We all know that human kings and queens do not obtain their status due to their intellect, at least not in hereditary monarchies. To prove the point, one king, King George III of Great Britain and Ireland, was decidedly mad, so mad that he is known in children’s history books as the “mad king who lost America.” The American colonies were lost during his reign (1801–1820), but their loss probably had more to do with the political times than with his madness.

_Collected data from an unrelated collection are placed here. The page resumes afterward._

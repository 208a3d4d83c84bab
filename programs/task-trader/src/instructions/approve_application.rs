//! Approve an application and take a taker slot

use anchor_lang::prelude::*;

use crate::errors::TaskTraderError;
use crate::events::ApplicationApproved;
use crate::state::{ApplicationState, TaskApplication, TaskInfo};

#[derive(Accounts)]
pub struct ApproveApplication<'info> {
    #[account(
        mut,
        seeds = [b"task_info", task_info.task_id.to_le_bytes().as_ref()],
        bump = task_info.bump,
        constraint = task_info.requester == requester.key() @ TaskTraderError::InvalidRequester
    )]
    pub task_info: Account<'info, TaskInfo>,

    #[account(
        mut,
        seeds = [b"task_application", task_info.key().as_ref(), task_application.applicant.as_ref()],
        bump = task_application.bump,
        constraint = task_application.task_id == task_info.task_id @ TaskTraderError::InvalidTaskId
    )]
    pub task_application: Account<'info, TaskApplication>,

    pub requester: Signer<'info>,
}

pub fn handler(ctx: Context<ApproveApplication>) -> Result<()> {
    let task_info = &mut ctx.accounts.task_info;
    let task_application = &mut ctx.accounts.task_application;
    msg!(
        "Approving {} for task {}",
        task_application.applicant,
        task_info.task_id
    );

    require!(
        task_application.state == ApplicationState::Applied,
        TaskTraderError::InvalidApplicationState
    );
    require!(task_info.has_open_slot(), TaskTraderError::TakerNumExceeded);

    task_info.approved_num = task_info
        .approved_num
        .checked_add(1)
        .ok_or(TaskTraderError::ArithmeticOverflow)?;

    let clock = Clock::get()?;
    task_application.state = ApplicationState::Accepted;
    task_application.updated_at = clock.unix_timestamp;

    emit!(ApplicationApproved {
        task_id: task_info.task_id,
        applicant: task_application.applicant,
        approved_num: task_info.approved_num,
        taker_num: task_info.taker_num,
        timestamp: clock.unix_timestamp,
    });

    Ok(())
}
#![allow(unexpected_cfgs)]
//! Task Trader
//!
//! Escrowed task marketplace. Requesters fund tasks with an allowlisted SPL
//! token, applicants apply and get approved up to the task's taker quota,
//! and accepted work is settled out of a shared pool with a protocol fee and
//! an optional referral reward for the applicant's inviter.

use anchor_lang::prelude::*;

declare_id!("DSyKrLRc83jxeEUiUJdsyePRcreQ2dkXj3vdpggH8wd1");

pub mod errors;
pub mod events;
pub mod instructions;
pub mod state;
pub mod utils;

use instructions::*;
use state::AcceptanceFlow;

#[program]
pub mod task_trader {
    use super::*;

    /// Create the admin record. Can only succeed once per deployment.
    ///
    /// # Arguments
    /// * `signer` - Identity allowed to perform privileged updates
    /// * `fee_receiver` - Owner of the token accounts credited with fees
    /// * `fee_ratio` - Fee numerator over 1000
    pub fn initialize(
        ctx: Context<Initialize>,
        signer: Pubkey,
        fee_receiver: Pubkey,
        fee_ratio: u64,
    ) -> Result<()> {
        instructions::initialize::handler(ctx, signer, fee_receiver, fee_ratio)
    }

    /// Replace signer, fee receiver and fee ratio. Current signer only.
    pub fn update_admin(
        ctx: Context<UpdateAdmin>,
        signer: Pubkey,
        fee_receiver: Pubkey,
        fee_ratio: u64,
    ) -> Result<()> {
        instructions::update_admin::handler(ctx, signer, fee_receiver, fee_ratio)
    }

    /// Select whether tasks created from now on require an explicit
    /// `submit_acceptance` before verification. Admin signer only.
    pub fn update_acceptance_flow(
        ctx: Context<UpdateAcceptanceFlow>,
        acceptance_flow: AcceptanceFlow,
    ) -> Result<()> {
        instructions::update_acceptance_flow::handler(ctx, acceptance_flow)
    }

    /// Replace the list of mints usable as task funding. Admin signer only.
    pub fn update_task_support_coin(
        ctx: Context<UpdateTaskSupportCoin>,
        coin_mints: Vec<Pubkey>,
    ) -> Result<()> {
        instructions::update_task_support_coin::handler(ctx, coin_mints)
    }

    /// Create a task and escrow `(task_amount + rewards) * taker_num` of
    /// `coin_mint` into the pool.
    ///
    /// # Arguments
    /// * `task_id` - Caller-chosen unique identifier
    /// * `task_amount` - Payout split across `taker_num` workers
    /// * `taker_num` - Maximum number of approved workers
    /// * `coin_mint` - Funding mint, must be allowlisted
    /// * `rewards` - Referral reward paid per completion to an inviter
    /// * `expire_time` - Unix timestamp, stored but not enforced
    pub fn create_task(
        ctx: Context<CreateTask>,
        task_id: u64,
        task_amount: u64,
        taker_num: u64,
        coin_mint: Pubkey,
        rewards: u64,
        expire_time: i64,
    ) -> Result<()> {
        instructions::create_task::handler(
            ctx,
            task_id,
            task_amount,
            taker_num,
            coin_mint,
            rewards,
            expire_time,
        )
    }

    /// Apply for an open task, optionally recording who referred the applicant.
    pub fn apply_task(ctx: Context<ApplyTask>, inviter: Option<Pubkey>) -> Result<()> {
        instructions::apply_task::handler(ctx, inviter)
    }

    /// Approve an application, taking one of the task's taker slots.
    pub fn approve_application(ctx: Context<ApproveApplication>) -> Result<()> {
        instructions::approve_application::handler(ctx)
    }

    /// Reject a pending application.
    pub fn reject_application(ctx: Context<RejectApplication>) -> Result<()> {
        instructions::reject_application::handler(ctx)
    }

    /// Applicant signals the work is done and ready for verification.
    pub fn submit_acceptance(ctx: Context<SubmitAcceptance>) -> Result<()> {
        instructions::submit_acceptance::handler(ctx)
    }

    /// Requester accepts or rejects the submitted work.
    pub fn verify_task_application(
        ctx: Context<VerifyTaskApplication>,
        is_accepted: bool,
    ) -> Result<()> {
        instructions::verify_task_application::handler(ctx, is_accepted)
    }

    /// Settle an accepted application: pay the applicant, the fee receiver
    /// and, when present, the inviter.
    pub fn withdraw(ctx: Context<Withdraw>) -> Result<()> {
        instructions::withdraw::handler(ctx)
    }

    /// Reopen a task for applications. Admin signer or requester.
    pub fn open_task(ctx: Context<SetTaskState>) -> Result<()> {
        instructions::set_task_state::open_handler(ctx)
    }

    /// Close a task to new applications. Admin signer or requester.
    pub fn close_task(ctx: Context<SetTaskState>) -> Result<()> {
        instructions::set_task_state::close_handler(ctx)
    }
}
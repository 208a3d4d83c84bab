pub mod profile;
pub mod signature;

Living in a society does place cognitive demands on the individuals within it, but human kings and queens can do without high levels of cognitive skill because of the many minions that surround them. In species that are facultatively social, increased competition associated with the formation of aggregations can result in modifications to the brain to accommodate changes in social structure. Desert locusts are probably the best example. During their transition from a solitary life to forming massive aggregations, competition for salt and protein results in large-scale cannibalism (Simpson et al. 2006). The change from a quiet life, just living by oneself, to one in which one is surrounded by thousands of others, is associated with an increase in brain investment and greater relative investment in the mushroom bodies, the cognitive integration regions of the insect brain (Ott and Rogers 2010). Changes to brain investment with increased levels of sociality are even found in species that are not normally social but are artificially forced to become so. Drosophila melanogaster fruit flies invest more in neural development when crowded as larvae (Heisenberg et al. 1995) probably so that the resulting adults are better able to cope with competition.

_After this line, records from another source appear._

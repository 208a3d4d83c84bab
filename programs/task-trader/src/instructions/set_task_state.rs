//! Open or close a task to new applications

use anchor_lang::prelude::*;

use crate::errors::TaskTraderError;
use crate::events::TaskStateChanged;
use crate::state::{Admin, TaskInfo, TaskState};

#[derive(Accounts)]
pub struct SetTaskState<'info> {
    #[account(
        seeds = [b"admin"],
        bump = admin.bump
    )]
    pub admin: Account<'info, Admin>,

    #[account(
        mut,
        seeds = [b"task_info", task_info.task_id.to_le_bytes().as_ref()],
        bump = task_info.bump,
        constraint = (authority.key() == admin.signer
            || authority.key() == task_info.requester) @ TaskTraderError::Unauthorized
    )]
    pub task_info: Account<'info, TaskInfo>,

    pub authority: Signer<'info>,
}

pub fn open_handler(ctx: Context<SetTaskState>) -> Result<()> {
    set_state(ctx, TaskState::Open)
}

pub fn close_handler(ctx: Context<SetTaskState>) -> Result<()> {
    set_state(ctx, TaskState::Close)
}

/// Idempotent: setting the current state again succeeds and still emits.
fn set_state(ctx: Context<SetTaskState>, new_state: TaskState) -> Result<()> {
    let task_info = &mut ctx.accounts.task_info;
    msg!("Setting task {} state to {:?}", task_info.task_id, new_state);

    let old_state = task_info.state;
    task_info.state = new_state;

    emit!(TaskStateChanged {
        task_id: task_info.task_id,
        old_state: old_state as u8,
        new_state: new_state as u8,
        updated_by: ctx.accounts.authority.key(),
        timestamp: Clock::get()?.unix_timestamp,
    });

    Ok(())
}
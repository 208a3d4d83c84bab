//! Instruction handlers for the Task Trader program

pub mod constants;
pub mod settlement_helpers;
pub mod token_helpers;

pub mod apply_task;
pub mod approve_application;
pub mod create_task;
pub mod initialize;
pub mod reject_application;
pub mod set_task_state;
pub mod submit_acceptance;
pub mod update_acceptance_flow;
pub mod update_admin;
pub mod update_task_support_coin;
pub mod verify_task_application;
pub mod withdraw;

#[allow(ambiguous_glob_reexports)]
pub use apply_task::*;
#[allow(ambiguous_glob_reexports)]
pub use approve_application::*;
#[allow(ambiguous_glob_reexports)]
pub use create_task::*;
#[allow(ambiguous_glob_reexports)]
pub use initialize::*;
#[allow(ambiguous_glob_reexports)]
pub use reject_application::*;
#[allow(ambiguous_glob_reexports)]
pub use set_task_state::*;
#[allow(ambiguous_glob_reexports)]
pub use submit_acceptance::*;
#[allow(ambiguous_glob_reexports)]
pub use update_acceptance_flow::*;
#[allow(ambiguous_glob_reexports)]
pub use update_admin::*;
#[allow(ambiguous_glob_reexports)]
pub use update_task_support_coin::*;
#[allow(ambiguous_glob_reexports)]
pub use verify_task_application::*;
#[allow(ambiguous_glob_reexports)]
pub use withdraw::*;
//! Instruction handlers for the SBT Minter program

pub mod constants;
pub mod mint_helpers;

pub mod create_sbt_token_mint;
pub mod mint_sbt_token;
pub mod update_sbt_admin;
pub mod update_sbt_info;

#[allow(ambiguous_glob_reexports)]
pub use create_sbt_token_mint::*;
#[allow(ambiguous_glob_reexports)]
pub use mint_sbt_token::*;
#[allow(ambiguous_glob_reexports)]
pub use update_sbt_admin::*;
#[allow(ambiguous_glob_reexports)]
pub use update_sbt_info::*;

The idea that increased levels of sociality lead to an increase in neural investment became known as the ‘social brain hypothesis’ (Dunbar 1998). The larger the group, the greater the cognitive demands are until cognitive abilities limit a further increase in group size. The social brain hypothesis has found support not only in mammals, primates in particular, but also in some social insects. Comparing the volumes of the mushroom body calyces of two closely related species of bees, one that has lost social behaviour, the other social, Pahlke et al. (2020) found that the loss of sociality was associated with a loss in relative neural investment in the mushroom body calyces.

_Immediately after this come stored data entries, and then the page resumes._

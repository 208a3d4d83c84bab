//! Profile fields covered by the off-chain signature

use anchor_lang::prelude::*;

use crate::errors::SbtMinterError;
use crate::instructions::constants::{
    MAX_DISCORD_ID_LEN, MAX_NAME_LEN, MAX_PHOTO_LEN, MAX_TELEGRAM_ID_LEN, MAX_TWITTER_ID_LEN,
};

/// Borrowed view of a submitted profile.
#[derive(Clone, Copy, Debug, PartialEq, Eq)]
pub struct SbtProfile<'a> {
    pub name: &'a str,
    pub photo: &'a str,
    pub twitter_id: &'a str,
    pub discord_id: &'a str,
    pub telegram_id: &'a str,
    pub score: u64,
}

impl SbtProfile<'_> {
    /// Name of the first field longer than its limit, if any.
    pub fn oversized_field(&self) -> Option<&'static str> {
        [
            ("name", self.name.len(), MAX_NAME_LEN),
            ("photo", self.photo.len(), MAX_PHOTO_LEN),
            ("twitter_id", self.twitter_id.len(), MAX_TWITTER_ID_LEN),
            ("discord_id", self.discord_id.len(), MAX_DISCORD_ID_LEN),
            ("telegram_id", self.telegram_id.len(), MAX_TELEGRAM_ID_LEN),
        ]
        .into_iter()
        .find(|(_, len, max)| len > max)
        .map(|(field, _, _)| field)
    }

    pub fn validate_lengths(&self) -> Result<()> {
        if let Some(field) = self.oversized_field() {
            msg!("Profile field too long: {}", field);
            return err!(SbtMinterError::InvalidLength);
        }
        Ok(())
    }

    /// keccak256 over the raw field bytes followed by the little-endian score.
    /// Fields are concatenated without separators.
    pub fn message_hash(&self) -> [u8; 32] {
        let score = self.score.to_le_bytes();
        solana_keccak_hasher::hashv(&[
            self.name.as_bytes(),
            self.photo.as_bytes(),
            self.twitter_id.as_bytes(),
            self.discord_id.as_bytes(),
            self.telegram_id.as_bytes(),
            score.as_ref(),
        ])
        .to_bytes()
    }
}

Support for the social brain hypothesis in social insects should not come as a surprise to those who know that while best known from the primate literature, the hypothesis has its real origin in the social insects (Lihoreau et al. 2012). In 1850, Durjardin noticed how the mushroom bodies of honeybees were significantly enlarged and proposed that these brain areas were the seat of insect ‘intelligence’. Since then, a relationship between the size of the mushroom body, advanced cognition, and sociality is often implied (Lihoreau et al. 2012) but less often tested explicitly. One could also argue the complete opposite to the social brain hypothesis. Many of the behavioural innovations found in the social insects in fact require less cognitive skills compared with their solitary counterparts (Lihoreau et al. 2012). Particularly in species with distinct behavioural and reproductive castes, specialising in a particular task could lead to a reduction in cognitive skills. Which finally takes me back to kings and queens, but this time of the termite version of royalty.

In this issue, O’Donnell et al. (2022) take a neuroecological approach to investigate if the sizes of two key brain neuropils, the antennal lobes, which are the centres of chemosensory integration, and the mushroom bodies, differ amongst the different castes of Zootermopsis termites. Workers in many social insects perform a variety of tasks and it could be argued that workers, therefore, require more cognitive skills compared with reproductives. On the other hand, becoming the reproductively dominant individual, and then maintaining that position, also requires cognitive skills. It is thus not surprising that studies have found both a positive and a negative association between caste and relative brain region depending on the species.

Disentangling the role of caste on relative brain size is made even more complicated in species with irreversible caste differentiation, where those who become workers and those who become reproductives are different from the moment they hatch from the egg. Dampwood termites from the genus Zootermopsis are ideal to test the relationship between caste, or more precisely tasks performed, and brain development. Nymphs remain developmentally plastic for a large part of their life during which time they perform the colony’s main worker functions. As they mature, they can differentiate into specialist defenders (soldiers) or reproductives (kings and queens).

O’Donnell et al. (2022) tested the following hypotheses: (1) reproduction demands greater brain investment, in which case the kings and queens would have relatively greater brain tissue investment than their sterile helpers, or (2) performing worker tasks requires greater brain investment, resulting in the workers having greater brain investment compared with kings and queens (no differences were expected between the sexes, a prediction that was confirmed). An interesting twist on Zootermopsis castes is that soldiers can also become replacement reproductives, allowing an independent test for cognitive demands of reproduction.

Zootermopsis termite soldiers, and kings and queens, had significantly reduced relative investment in antennal lobes and mushroom bodies, strongly suggesting that reproduction is cognitively less demanding than working. Reproductive soldier brains were similar to typical soldier brains, further arguing against a cognitive boost for reproductives.

O’Donnell et al’s (2022) results nicely illustrate how the brain adapts developmentally to the challenges the individual is faced with. Such brain plasticity also explains why different studies on different species do not necessarily find the same association between caste and brain investment. Biology would not be so interesting if the details of the species did not matter.